The answer should be a number alone: the count of lines in the listing below that include "model".

MATERIAL FOR THIS EXERCISE:

= = = = =

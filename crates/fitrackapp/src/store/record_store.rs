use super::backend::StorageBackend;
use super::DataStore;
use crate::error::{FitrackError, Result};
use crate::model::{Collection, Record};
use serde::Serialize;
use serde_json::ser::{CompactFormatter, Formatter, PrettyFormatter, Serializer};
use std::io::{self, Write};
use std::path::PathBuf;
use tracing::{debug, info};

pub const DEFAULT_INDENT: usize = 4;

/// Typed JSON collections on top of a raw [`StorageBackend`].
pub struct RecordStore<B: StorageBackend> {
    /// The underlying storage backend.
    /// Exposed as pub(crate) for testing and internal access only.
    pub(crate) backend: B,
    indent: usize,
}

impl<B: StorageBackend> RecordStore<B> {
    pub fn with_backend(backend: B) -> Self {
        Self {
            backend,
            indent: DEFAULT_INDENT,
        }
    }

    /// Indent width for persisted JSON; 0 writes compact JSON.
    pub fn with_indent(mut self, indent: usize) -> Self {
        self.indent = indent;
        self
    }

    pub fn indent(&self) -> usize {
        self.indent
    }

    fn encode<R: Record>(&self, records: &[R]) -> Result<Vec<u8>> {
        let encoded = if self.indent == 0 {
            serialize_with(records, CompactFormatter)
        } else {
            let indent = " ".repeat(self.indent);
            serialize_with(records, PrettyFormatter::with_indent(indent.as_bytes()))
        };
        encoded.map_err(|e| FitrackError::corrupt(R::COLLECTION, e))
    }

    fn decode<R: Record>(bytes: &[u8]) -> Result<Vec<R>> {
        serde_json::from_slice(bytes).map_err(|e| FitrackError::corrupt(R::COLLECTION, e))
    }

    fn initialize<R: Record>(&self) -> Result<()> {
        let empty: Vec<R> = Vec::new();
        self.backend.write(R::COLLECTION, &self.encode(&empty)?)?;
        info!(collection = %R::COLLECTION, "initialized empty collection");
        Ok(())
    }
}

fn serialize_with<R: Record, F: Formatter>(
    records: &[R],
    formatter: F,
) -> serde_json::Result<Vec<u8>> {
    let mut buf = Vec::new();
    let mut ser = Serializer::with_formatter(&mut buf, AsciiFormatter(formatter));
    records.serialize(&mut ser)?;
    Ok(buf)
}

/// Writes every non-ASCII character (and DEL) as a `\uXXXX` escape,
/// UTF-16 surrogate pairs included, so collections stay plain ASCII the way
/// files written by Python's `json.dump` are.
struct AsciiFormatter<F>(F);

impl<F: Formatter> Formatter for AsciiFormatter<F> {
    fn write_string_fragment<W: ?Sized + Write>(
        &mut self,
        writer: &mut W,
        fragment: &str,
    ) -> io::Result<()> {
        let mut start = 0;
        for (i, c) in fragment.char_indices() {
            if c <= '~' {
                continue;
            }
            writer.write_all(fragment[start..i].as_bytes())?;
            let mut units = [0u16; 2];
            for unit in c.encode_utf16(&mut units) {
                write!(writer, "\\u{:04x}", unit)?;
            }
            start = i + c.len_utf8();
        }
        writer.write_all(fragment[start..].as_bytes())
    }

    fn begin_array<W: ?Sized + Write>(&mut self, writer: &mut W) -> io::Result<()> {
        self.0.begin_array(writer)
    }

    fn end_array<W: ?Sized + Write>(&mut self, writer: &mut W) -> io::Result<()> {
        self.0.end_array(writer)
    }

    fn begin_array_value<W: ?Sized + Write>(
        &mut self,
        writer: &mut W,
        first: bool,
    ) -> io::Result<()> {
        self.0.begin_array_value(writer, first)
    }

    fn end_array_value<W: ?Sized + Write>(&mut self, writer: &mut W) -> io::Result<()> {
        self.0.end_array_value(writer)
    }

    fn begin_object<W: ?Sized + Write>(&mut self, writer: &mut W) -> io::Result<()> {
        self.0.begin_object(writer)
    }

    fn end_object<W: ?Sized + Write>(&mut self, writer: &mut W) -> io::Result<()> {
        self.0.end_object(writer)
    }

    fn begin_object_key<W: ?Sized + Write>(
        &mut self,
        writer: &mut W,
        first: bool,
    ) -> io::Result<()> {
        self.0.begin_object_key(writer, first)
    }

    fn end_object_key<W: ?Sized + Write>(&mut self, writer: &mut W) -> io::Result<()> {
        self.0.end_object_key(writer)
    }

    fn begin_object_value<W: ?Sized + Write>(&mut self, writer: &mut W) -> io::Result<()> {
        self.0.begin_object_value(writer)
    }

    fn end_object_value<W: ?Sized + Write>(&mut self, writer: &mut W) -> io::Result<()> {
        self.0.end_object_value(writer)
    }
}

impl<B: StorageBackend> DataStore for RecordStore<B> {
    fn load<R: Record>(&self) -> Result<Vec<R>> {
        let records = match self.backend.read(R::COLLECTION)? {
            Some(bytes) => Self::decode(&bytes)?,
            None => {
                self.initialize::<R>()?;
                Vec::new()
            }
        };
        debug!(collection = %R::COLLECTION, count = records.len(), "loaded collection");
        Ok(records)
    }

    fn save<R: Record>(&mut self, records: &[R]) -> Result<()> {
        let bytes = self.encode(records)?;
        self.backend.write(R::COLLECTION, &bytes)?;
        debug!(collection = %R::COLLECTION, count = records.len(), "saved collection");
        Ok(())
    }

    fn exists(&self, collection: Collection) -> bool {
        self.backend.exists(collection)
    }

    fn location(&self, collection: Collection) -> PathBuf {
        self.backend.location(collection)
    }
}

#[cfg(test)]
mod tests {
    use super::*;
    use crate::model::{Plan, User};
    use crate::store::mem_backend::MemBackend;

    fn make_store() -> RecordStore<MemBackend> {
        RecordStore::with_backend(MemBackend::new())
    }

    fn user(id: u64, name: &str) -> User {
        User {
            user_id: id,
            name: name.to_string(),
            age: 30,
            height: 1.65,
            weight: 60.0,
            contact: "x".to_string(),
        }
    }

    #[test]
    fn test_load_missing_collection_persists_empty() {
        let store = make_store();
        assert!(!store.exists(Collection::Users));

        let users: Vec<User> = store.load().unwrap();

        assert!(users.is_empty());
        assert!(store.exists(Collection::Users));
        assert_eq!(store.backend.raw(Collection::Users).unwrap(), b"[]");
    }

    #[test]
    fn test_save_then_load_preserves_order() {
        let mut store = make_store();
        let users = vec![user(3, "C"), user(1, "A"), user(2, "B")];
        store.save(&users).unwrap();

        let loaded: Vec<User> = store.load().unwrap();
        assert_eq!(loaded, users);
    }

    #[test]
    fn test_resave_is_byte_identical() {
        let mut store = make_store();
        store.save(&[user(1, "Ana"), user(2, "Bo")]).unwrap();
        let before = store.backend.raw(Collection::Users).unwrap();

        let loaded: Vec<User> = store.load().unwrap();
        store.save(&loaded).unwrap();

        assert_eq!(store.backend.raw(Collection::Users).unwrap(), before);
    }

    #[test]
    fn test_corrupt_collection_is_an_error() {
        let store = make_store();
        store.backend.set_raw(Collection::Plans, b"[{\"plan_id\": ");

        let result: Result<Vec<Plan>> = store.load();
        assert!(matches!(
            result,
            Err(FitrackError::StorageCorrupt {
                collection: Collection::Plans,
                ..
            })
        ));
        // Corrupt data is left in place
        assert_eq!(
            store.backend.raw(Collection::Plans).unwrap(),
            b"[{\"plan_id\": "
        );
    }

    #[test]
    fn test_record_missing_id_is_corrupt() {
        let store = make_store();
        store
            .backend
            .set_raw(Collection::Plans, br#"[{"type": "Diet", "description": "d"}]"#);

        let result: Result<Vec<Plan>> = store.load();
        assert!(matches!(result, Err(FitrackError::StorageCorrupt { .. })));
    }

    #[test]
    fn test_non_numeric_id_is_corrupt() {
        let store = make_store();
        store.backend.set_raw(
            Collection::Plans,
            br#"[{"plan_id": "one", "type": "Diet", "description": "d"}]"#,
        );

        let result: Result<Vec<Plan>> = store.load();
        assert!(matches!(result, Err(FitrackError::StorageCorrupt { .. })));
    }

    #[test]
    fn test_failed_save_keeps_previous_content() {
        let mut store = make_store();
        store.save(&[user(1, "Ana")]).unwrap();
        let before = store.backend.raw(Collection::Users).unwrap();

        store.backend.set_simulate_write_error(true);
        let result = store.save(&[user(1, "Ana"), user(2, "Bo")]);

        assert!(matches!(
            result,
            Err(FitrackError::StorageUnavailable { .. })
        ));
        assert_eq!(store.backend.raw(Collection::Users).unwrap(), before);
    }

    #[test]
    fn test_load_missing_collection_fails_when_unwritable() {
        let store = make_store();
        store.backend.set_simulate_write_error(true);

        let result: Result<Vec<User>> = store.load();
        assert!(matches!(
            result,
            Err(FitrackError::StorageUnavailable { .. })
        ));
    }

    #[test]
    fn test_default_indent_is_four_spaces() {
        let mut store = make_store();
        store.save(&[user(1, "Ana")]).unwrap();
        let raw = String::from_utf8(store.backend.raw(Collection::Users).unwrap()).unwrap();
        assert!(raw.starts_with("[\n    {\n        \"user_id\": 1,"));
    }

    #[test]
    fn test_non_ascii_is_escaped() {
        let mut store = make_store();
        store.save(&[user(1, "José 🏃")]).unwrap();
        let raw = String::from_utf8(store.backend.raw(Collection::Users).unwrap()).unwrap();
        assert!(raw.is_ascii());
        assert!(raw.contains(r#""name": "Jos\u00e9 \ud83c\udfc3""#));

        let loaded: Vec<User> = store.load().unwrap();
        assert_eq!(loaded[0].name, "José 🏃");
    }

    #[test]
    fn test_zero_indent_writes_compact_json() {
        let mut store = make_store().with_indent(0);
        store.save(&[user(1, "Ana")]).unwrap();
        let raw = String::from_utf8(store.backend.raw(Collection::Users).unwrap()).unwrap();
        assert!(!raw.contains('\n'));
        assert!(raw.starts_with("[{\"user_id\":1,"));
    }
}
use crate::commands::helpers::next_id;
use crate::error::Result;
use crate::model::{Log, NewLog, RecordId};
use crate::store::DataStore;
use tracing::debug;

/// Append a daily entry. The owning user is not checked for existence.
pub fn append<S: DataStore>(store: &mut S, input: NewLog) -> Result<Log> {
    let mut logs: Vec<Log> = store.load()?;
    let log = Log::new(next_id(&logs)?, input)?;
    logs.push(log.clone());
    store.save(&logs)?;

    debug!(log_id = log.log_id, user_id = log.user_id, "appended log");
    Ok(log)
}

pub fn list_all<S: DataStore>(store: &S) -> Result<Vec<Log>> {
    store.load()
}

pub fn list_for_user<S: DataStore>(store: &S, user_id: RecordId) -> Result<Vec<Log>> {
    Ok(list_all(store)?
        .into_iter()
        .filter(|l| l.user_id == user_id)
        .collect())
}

= = = = =

SOLUTION FOR THIS TASK: 3